Support your local hospital — It pays
Support your local hospital—It pays
Rethinking hospital-physician relations can save your contract
Hospital officials are routinely besieged by a marketing blitz from physician staffing firms. Color brochures, pitch letters, and magazine advertising trumpet the same overblown litany—"We can do the job in your emergency department better, cheaper, faster."
Whether true or not, the claims sound like music to a cash-strapped hospital administrator’s ear. If you aren’t careful, someone is likely to steal your provider contract away from you using the same blatant come-ons. But if a hospital is willing to cancel its longstanding agreement with your group to test new waters with an untried staff, you or your medical director may have taken that contract, once signed and delivered, all too easily for granted.
"Keeping your contract requires constant innovation," says L. Scott Larsen, MD, president of Emergency Medical Consultants, a 120-physician practice with 16 hospital contracts based in Livingston, NJ. Following are some suggestions that may prove helpful in keeping the ball rolling:
• Support new projects
Develop new products. Market new services.at regular intervals Make your group seem new and innovative to hospital management, says Larsen. If the hospital is exploring the creation of an observation unit, do the research and provide the physician expertise to staff those units. Encourage management to help finance an urgent care fast track. The development is likely to improve conditions in the emergency department (ED) but also help patients with faster service.
• Use your clinical clout
Larsen offers an example: The market for capitation contracts is spreading nationwide. However, capitation is still largely the primary care provider’s (PCP’s) realm. As a result, PCPs have been reluctant to see patients as often as in the past, particularly for minor, unscheduled office visits. Consequently, EDs have assumed a greater share of the primary-care role.
"Hospitals in heavily capitated markets can be expected to run their EDs at peak performance capacity. This kind of knowledge translates into stronger negotiating clout for physicians," Larsen asserts.
• Take stock of your practice
If another group is claiming they can lower your hospital’s costs, ask yourself why your costs are so high, suggests Gordon W. Josephson, MD, MPH, chief operating officer of Baystate Medical Practices, a century-old multi-specialty group in Springfield, MA.
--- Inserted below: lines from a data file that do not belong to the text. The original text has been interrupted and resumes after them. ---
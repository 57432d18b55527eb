//! Infrastructure layer: adapters, configuration and process wiring.
//!
//! - [`case_store`] - HTTP adapter for cases and multiples
//! - [`in_memory`] - in-memory stores with scripted failures
//! - [`update_queue`] - SQS and in-memory durable queues
//! - [`config`] - environment configuration
//! - [`telemetry`] - tracing subscriber setup
//! - [`dependencies`] - the dependency container

pub mod case_store;
pub mod config;
pub mod dependencies;
pub mod in_memory;
pub mod telemetry;
pub mod update_queue;

pub use case_store::HttpCaseStore;
pub use config::{AppConfig, ConfigError, LogFormat};
pub use dependencies::AppDependencies;
pub use in_memory::{DEFAULT_OFFICE_PREFIX, InMemoryCaseStore, InMemoryMultipleStore};
pub use telemetry::{DEFAULT_FILTER, init_tracing};
pub use update_queue::{InMemoryUpdateQueue, SqsUpdateQueue};
//! Maps round errors to HTTP responses.
//!
//! | Error | Status | Code |
//! |---|---|---|
//! | validation | 422 | `VALIDATION_ERROR` |
//! | concurrent modification | 409 | `CONCURRENT_MODIFICATION` |
//! | queue submission | 503 | `QUEUE_UNAVAILABLE` |
//! | case or multiple store | 502 | `STORE_UNAVAILABLE` |

use axum::Json;
use axum::http::StatusCode;
use axum::response::{IntoResponse, Response};
use serde::{Deserialize, Serialize};
use serde_json::json;

use crate::application::CoordinationError;
use crate::domain::ValidationError;

/// Error body.
#[derive(Debug, Clone, PartialEq, Eq, Serialize, Deserialize)]
pub struct ApiError {
    /// Machine-readable code.
    pub code: String,
    /// Human-readable message.
    pub message: String,
    /// Extra context.
    #[serde(default, skip_serializing_if = "Option::is_none")]
    pub details: Option<serde_json::Value>,
}

impl ApiError {
    /// Creates an error without details.
    #[must_use]
    pub fn new(code: impl Into<String>, message: impl Into<String>) -> Self {
        Self {
            code: code.into(),
            message: message.into(),
            details: None,
        }
    }

    /// Attaches details.
    #[must_use]
    pub fn with_details(mut self, details: serde_json::Value) -> Self {
        self.details = Some(details);
        self
    }
}

/// An [`ApiError`] with its status code.
#[derive(Debug, Clone)]
pub struct ApiErrorResponse {
    /// HTTP status.
    pub status: StatusCode,
    /// Body.
    pub error: ApiError,
}

impl ApiErrorResponse {
    /// Creates a response.
    #[must_use]
    pub const fn new(status: StatusCode, error: ApiError) -> Self {
        Self { status, error }
    }
}

impl IntoResponse for ApiErrorResponse {
    fn into_response(self) -> Response {
        (self.status, Json(self.error)).into_response()
    }
}

impl From<CoordinationError> for ApiErrorResponse {
    fn from(error: CoordinationError) -> Self {
        let message = error.to_string();
        match error {
            CoordinationError::Validation(ValidationError::NoEligibleCases { failures }) => {
                Self::new(
                    StatusCode::UNPROCESSABLE_ENTITY,
                    ApiError::new("VALIDATION_ERROR", message)
                        .with_details(json!({ "failures": failures })),
                )
            }
            CoordinationError::Validation(_) => Self::new(
                StatusCode::UNPROCESSABLE_ENTITY,
                ApiError::new("VALIDATION_ERROR", message),
            ),
            CoordinationError::ConcurrentModification {
                reference,
                expected,
                actual,
            } => Self::new(
                StatusCode::CONFLICT,
                ApiError::new("CONCURRENT_MODIFICATION", message).with_details(json!({
                    "reference": reference,
                    "expected_version": expected,
                    "actual_version": actual,
                })),
            ),
            CoordinationError::QueueSubmission { job_id, .. } => {
                tracing::error!(job_id = %job_id, error = %message, "update job not acknowledged");
                Self::new(
                    StatusCode::SERVICE_UNAVAILABLE,
                    ApiError::new("QUEUE_UNAVAILABLE", message)
                        .with_details(json!({ "job_id": job_id })),
                )
            }
            CoordinationError::CaseStore(_) | CoordinationError::MultipleStore(_) => {
                tracing::error!(error = %message, "store call failed");
                Self::new(
                    StatusCode::BAD_GATEWAY,
                    ApiError::new("STORE_UNAVAILABLE", message),
                )
            }
        }
    }
}
//! Bulk update: reconcile an existing multiple after a user-driven edit.
//!
//! Two shapes of round exist:
//!
//! - **In place.** The proposed membership is `requested ∪ matched`; field
//!   edits and the sub-group tag go to the matched cases. Cases that would
//!   join but belong to another multiple are reported and left out.
//! - **Move.** With a target reference, the matched members leave the current
//!   multiple and join the target, carrying the field edits with them.
//!
//! In both shapes every case write completes (or is durably enqueued) before
//! either multiple record is committed.

use std::collections::HashSet;
use std::fmt;
use std::sync::Arc;

use tracing::Instrument;

use super::errors::CoordinationError;
use super::lead::{RoundKind, elect_lead};
use super::membership::{ordered_union, resolve_membership};
use super::ports::{CaseScope, CaseStoreClient, MultipleStore};
use super::propagation::{PropagationMode, Propagator};
use super::round::{
    Reconciliation, RoundOutcome, Targeting, check_joiners, plan_reconciliation, reconcile,
    settle_members,
};
use crate::domain::{
    CaseReference, FieldEdits, MultipleCase, MultipleReference, PropagationFailure,
    ValidationError,
};

/// An update request.
#[derive(Debug, Clone, PartialEq, Eq)]
pub struct BulkUpdate {
    /// The multiple as the caller last read it.
    pub multiple: MultipleCase,
    /// The membership the caller wants, in order. Ignored when moving.
    pub requested: Vec<CaseReference>,
    /// Cases selected by the caller's filter; they receive the edits.
    pub matched: Vec<CaseReference>,
    /// Field values written to every matched case.
    pub field_edits: FieldEdits,
    /// Move the matched members into this multiple.
    pub target_reference: Option<MultipleReference>,
    /// Sub-group tag for the matched members.
    pub sub_group: Option<String>,
    /// How writes reach the cases.
    pub mode: PropagationMode,
}

/// Orchestrates update rounds.
#[derive(Clone)]
pub struct BulkUpdateCoordinator {
    scope: CaseScope,
    case_store: Arc<dyn CaseStoreClient>,
    multiples: Arc<dyn MultipleStore>,
    propagator: Propagator,
}

impl fmt::Debug for BulkUpdateCoordinator {
    fn fmt(&self, formatter: &mut fmt::Formatter<'_>) -> fmt::Result {
        formatter
            .debug_struct("BulkUpdateCoordinator")
            .field("scope", &self.scope)
            .field("propagator", &self.propagator)
            .finish_non_exhaustive()
    }
}

impl BulkUpdateCoordinator {
    /// Creates a coordinator.
    #[must_use]
    pub fn new(
        scope: CaseScope,
        case_store: Arc<dyn CaseStoreClient>,
        multiples: Arc<dyn MultipleStore>,
        propagator: Propagator,
    ) -> Self {
        Self {
            scope,
            case_store,
            multiples,
            propagator,
        }
    }

    /// Runs one update round.
    ///
    /// Cases the round would attach that are unknown to the store or belong
    /// to another multiple are reported as failures and stay out.
    ///
    /// # Errors
    ///
    /// - [`CoordinationError::Validation`] if the multiple has no reference,
    ///   carries two leads, or the target reference is missing or equal to the
    ///   current one. Nothing is written in that case.
    /// - [`CoordinationError::QueueSubmission`] if the durable queue did not
    ///   acknowledge a job.
    /// - [`CoordinationError::ConcurrentModification`] if either multiple was
    ///   committed by another round after it was read.
    /// - [`CoordinationError::MultipleStore`] for multiple store failures.
    pub async fn update_bulk(&self, request: BulkUpdate) -> Result<RoundOutcome, CoordinationError> {
        let span = tracing::info_span!(
            "bulk_update",
            multiple_reference = tracing::field::Empty,
            mode = ?request.mode,
        );
        self.run(request).instrument(span).await
    }

    async fn run(&self, request: BulkUpdate) -> Result<RoundOutcome, CoordinationError> {
        request.multiple.validate_incoming()?;
        let reference = request
            .multiple
            .reference()
            .cloned()
            .ok_or(ValidationError::MissingReference)?;
        tracing::Span::current().record("multiple_reference", tracing::field::display(&reference));

        let expected_version = match request.multiple.version() {
            Some(version) => Some(version),
            None => self
                .multiples
                .load(&self.scope.multiple_case_type_id, &reference)
                .await?
                .and_then(|stored| stored.version()),
        };

        let outcome = match request.target_reference.clone() {
            Some(target) => {
                let target = self.load_target(&reference, &target).await?;
                self.move_cases(request, reference.clone(), expected_version, target)
                    .await?
            }
            None => self.update_in_place(request, expected_version).await?,
        };

        tracing::info!(
            multiple_reference = %reference,
            members = outcome.multiple.case_counter(),
            moved_to = ?outcome.moved_to.as_ref().and_then(MultipleCase::reference).map(MultipleReference::as_str),
            failed = outcome.failures.len(),
            enqueued_jobs = outcome.enqueued_jobs,
            "bulk update committed"
        );
        Ok(outcome)
    }

    async fn update_in_place(
        &self,
        request: BulkUpdate,
        expected_version: Option<u64>,
    ) -> Result<RoundOutcome, CoordinationError> {
        let BulkUpdate {
            multiple,
            requested,
            matched,
            field_edits,
            sub_group,
            mode,
            ..
        } = request;

        let reference = multiple
            .reference()
            .cloned()
            .ok_or(ValidationError::MissingReference)?;
        let current = multiple.member_references();
        let mut delta = resolve_membership(&current, &requested, &matched);
        let (_, failures) = check_joiners(
            self.case_store.as_ref(),
            &self.scope,
            &reference,
            &delta.to_attach,
        )
        .await;
        if !failures.is_empty() {
            let rejected: HashSet<&CaseReference> =
                failures.iter().map(|failure| &failure.case_reference).collect();
            let admitted = |references: &[CaseReference]| -> Vec<CaseReference> {
                references
                    .iter()
                    .filter(|case| !rejected.contains(case))
                    .cloned()
                    .collect()
            };
            delta = resolve_membership(&current, &admitted(&requested), &admitted(&matched));
        }
        let kind = if delta.is_membership_change() {
            RoundKind::MembershipChange
        } else {
            RoundKind::FieldUpdate
        };
        let lead = elect_lead(&delta.proposed, multiple.lead_case(), kind);

        reconcile(
            &self.propagator,
            self.multiples.as_ref(),
            &self.scope,
            Reconciliation {
                multiple,
                delta,
                lead,
                targeting: Targeting::new(&matched, field_edits, sub_group),
                mode,
                expected_version,
                failures,
            },
        )
        .await
    }

    /// Loads the move target, rejecting a missing target or the current
    /// multiple itself.
    async fn load_target(
        &self,
        current: &MultipleReference,
        target: &MultipleReference,
    ) -> Result<MultipleCase, CoordinationError> {
        let invalid = || ValidationError::InvalidTargetReference {
            target: target.to_string(),
            current: current.to_string(),
        };
        if target == current {
            return Err(invalid().into());
        }
        let stored = self
            .multiples
            .load(&self.scope.multiple_case_type_id, target)
            .await?
            .ok_or_else(invalid)?;
        stored.validate_incoming()?;
        Ok(stored)
    }

    async fn move_cases(
        &self,
        request: BulkUpdate,
        reference: MultipleReference,
        expected_version: Option<u64>,
        target: MultipleCase,
    ) -> Result<RoundOutcome, CoordinationError> {
        let BulkUpdate {
            multiple,
            matched,
            field_edits,
            sub_group,
            mode,
            ..
        } = request;
        let target_reference = target
            .reference()
            .cloned()
            .ok_or(ValidationError::MissingReference)?;

        let current = multiple.member_references();
        let mut failures = Vec::new();
        let mut moving = Vec::new();
        for case_reference in ordered_union(&matched, &[]) {
            if multiple.member(&case_reference).is_some() {
                moving.push(case_reference);
            } else {
                failures.push(PropagationFailure::new(
                    case_reference,
                    format!("not a member of multiple {reference}"),
                ));
            }
        }
        let moving_set: HashSet<&CaseReference> = moving.iter().collect();
        let remaining: Vec<CaseReference> = current
            .iter()
            .filter(|case_reference| !moving_set.contains(case_reference))
            .cloned()
            .collect();

        // Source: moved members leave without a detach write.
        let source_delta = resolve_membership(&current, &remaining, &[]);
        let source_lead = elect_lead(
            &source_delta.proposed,
            multiple.lead_case(),
            RoundKind::MembershipChange,
        );
        let mut source_writes = plan_reconciliation(
            &reference,
            &multiple,
            &source_delta,
            source_lead.as_ref(),
            &Targeting::default(),
        );
        source_writes.plan.detach.clear();

        // Target: keeps its lead when it has one.
        let target_members = target.member_references();
        let target_delta = resolve_membership(&target_members, &target_members, &moving);
        let target_lead = target
            .lead_case()
            .filter(|lead| target_delta.proposed.contains(lead))
            .cloned()
            .or_else(|| elect_lead(&target_delta.proposed, None, RoundKind::MembershipChange));
        let targeting = Targeting::new(&moving, field_edits, sub_group);
        let mut target_writes = plan_reconciliation(
            &target_reference,
            &target,
            &target_delta,
            target_lead.as_ref(),
            &targeting,
        );

        tracing::debug!(
            multiple_reference = %reference,
            target_reference = %target_reference,
            moving = moving.len(),
            "moving cases between multiples"
        );

        let target_outcome = self
            .propagator
            .propagate(
                &target_reference,
                target.version(),
                std::mem::take(&mut target_writes.plan),
                mode,
            )
            .await?;
        let source_outcome = self
            .propagator
            .propagate(
                &reference,
                expected_version,
                std::mem::take(&mut source_writes.plan),
                mode,
            )
            .await?;

        let written: HashSet<CaseReference> = target_outcome
            .written
            .iter()
            .chain(&source_outcome.written)
            .cloned()
            .collect();
        failures.extend(target_outcome.failures);
        failures.extend(source_outcome.failures);

        let (target_final, target_failures) = settle_members(
            &self.propagator,
            &target,
            &target_delta,
            target_lead.as_ref(),
            &targeting,
            &target_writes.planned_lead,
            &written,
            mode,
        )
        .await?;
        failures.extend(target_failures);

        // A moved case counts as gone from the source once its attach to the
        // target was written.
        let (source_final, source_failures) = settle_members(
            &self.propagator,
            &multiple,
            &source_delta,
            source_lead.as_ref(),
            &Targeting::default(),
            &source_writes.planned_lead,
            &written,
            mode,
        )
        .await?;
        failures.extend(source_failures);

        let case_type_id = &self.scope.multiple_case_type_id;
        let target_version = target.version();
        let committed_target = self
            .multiples
            .commit(
                case_type_id,
                &target.with_members(target_final).clear_search_collection(),
                target_version,
            )
            .await?;
        let committed_source = self
            .multiples
            .commit(
                case_type_id,
                &multiple.with_members(source_final).clear_search_collection(),
                expected_version,
            )
            .await?;

        Ok(RoundOutcome {
            multiple: committed_source,
            moved_to: Some(committed_target),
            failures,
            mode,
            enqueued_jobs: target_outcome.acknowledgements.len()
                + source_outcome.acknowledgements.len(),
        })
    }
}
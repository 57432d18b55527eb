//! Application layer: the coordination core.
//!
//! - [`membership`] - classifies proposed members against current ones
//! - [`lead`] - elects the lead case
//! - [`fan_out`] - bounded, retrying, concurrent case writes
//! - [`propagation`] - chooses between fan-out and the durable queue
//! - [`creation`] - bulk creation rounds
//! - [`update`] - bulk update rounds
//! - [`ports`] - traits for the external stores and the queue
//!
//! Coordinators never fail a round because a single case write failed; such
//! failures are returned in the [`RoundOutcome`] next to the committed
//! multiple.

pub mod creation;
pub mod errors;
pub mod fan_out;
pub mod lead;
pub mod membership;
pub mod ports;
pub mod propagation;
mod round;
pub mod update;

pub use creation::{BulkCreation, BulkCreationCoordinator, CreationStage};
pub use errors::CoordinationError;
pub use fan_out::{FanOutError, FanOutExecutor, FanOutItem, FanOutReport, RetryPolicy};
pub use lead::{RoundKind, elect_lead};
pub use membership::{MembershipDelta, ordered_union, resolve_membership};
pub use ports::{
    CaseScope, CaseStoreClient, CaseStoreError, DurableUpdateQueue, MultipleStore,
    MultipleStoreError, QueueAck, QueueError, SearchCriteria,
};
pub use propagation::{
    PropagationMode, PropagationOutcome, PropagationPlan, Propagator, build_jobs,
};
pub use round::{RoundOutcome, RoundStatus};
pub use update::{BulkUpdate, BulkUpdateCoordinator};
//! Single case record.
//!
//! A single case is owned and persisted by the case store. The coordination
//! core only reads it and proposes [`ChangeSet`](super::ChangeSet)s against it.

use std::collections::BTreeMap;

use serde::{Deserialize, Serialize};

use super::references::{CaseReference, MultipleReference};

/// Whether a case is live or has been struck out.
#[derive(Debug, Clone, Copy, PartialEq, Eq, Default, Serialize, Deserialize)]
#[serde(rename_all = "snake_case")]
pub enum CaseStatus {
    /// The case is live.
    #[default]
    Active,
    /// The case has been struck out. It may still be grouped.
    Struck,
}

/// An independently-owned case record.
#[derive(Debug, Clone, PartialEq, Eq, Serialize, Deserialize)]
pub struct SingleCase {
    /// The case's own reference.
    pub case_reference: CaseReference,
    /// The multiple the case currently belongs to, if any.
    #[serde(default)]
    pub multiple_reference: Option<MultipleReference>,
    /// Whether this case is the lead claimant of its multiple.
    #[serde(default)]
    pub lead_claimant: bool,
    /// Sub-group tag within the multiple.
    #[serde(default)]
    pub sub_group: Option<String>,
    /// Live or struck out.
    #[serde(default)]
    pub status: CaseStatus,
    /// Free-form case fields touched by bulk edits.
    #[serde(default)]
    pub fields: BTreeMap<String, serde_json::Value>,
}

impl SingleCase {
    /// Creates an active, ungrouped case with no fields.
    #[must_use]
    pub const fn new(case_reference: CaseReference) -> Self {
        Self {
            case_reference,
            multiple_reference: None,
            lead_claimant: false,
            sub_group: None,
            status: CaseStatus::Active,
            fields: BTreeMap::new(),
        }
    }

    /// Returns a copy that belongs to `multiple_reference`.
    #[must_use]
    pub fn in_multiple(mut self, multiple_reference: MultipleReference) -> Self {
        self.multiple_reference = Some(multiple_reference);
        self
    }

    /// Returns a copy with the given status.
    #[must_use]
    pub fn with_status(mut self, status: CaseStatus) -> Self {
        self.status = status;
        self
    }

    /// Returns `true` if the case belongs to a multiple other than `reference`.
    #[must_use]
    pub fn belongs_elsewhere(&self, reference: Option<&MultipleReference>) -> bool {
        match (&self.multiple_reference, reference) {
            (None, _) => false,
            (Some(_), None) => true,
            (Some(current), Some(reference)) => current != reference,
        }
    }
}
It could be that your clinicians are needlessly over-prescribing, routinely overstepping the medical director’s edicts, or simply showing up late for work. Self-assessments using claims audits and profiling techniques can help reveal and correct the practice’s inefficiencies.
• Diversify your group
By joining an integrated multi-specialty group, a hospital may be less likely to terminate the contract, says Philip Stoffan, JD, a contract attorney with law firm Lague, Newman and Irish in Muskegon, MI. In fact, the hospital will be significantly less able to cancel the emergency medicine group if the group is part of larger, diversified group practice.
• Strive for an equity stake
Physician groups such as independent practice associations (IPAs) wield enormous contracting power with hospitals. But emergency providers are likely to hold a minority position in the IPA compared with other specialists. As a result, they have little or no voice in setting policies yet control a large part of patient care decisions.
But if the group can achieve an ownership stake in the IPA, the association is more likely to act in the emergency group’s interests, Stoffan says. Also, by participating incentives, such as monetary risk withholds and patient management fees, emergency practitioners are given direct rewards for better management of patient-related costs, which can also benefit the hospital. "In most managed care arrangements, emergency physicians seldom see such incentives." Stoffan adds.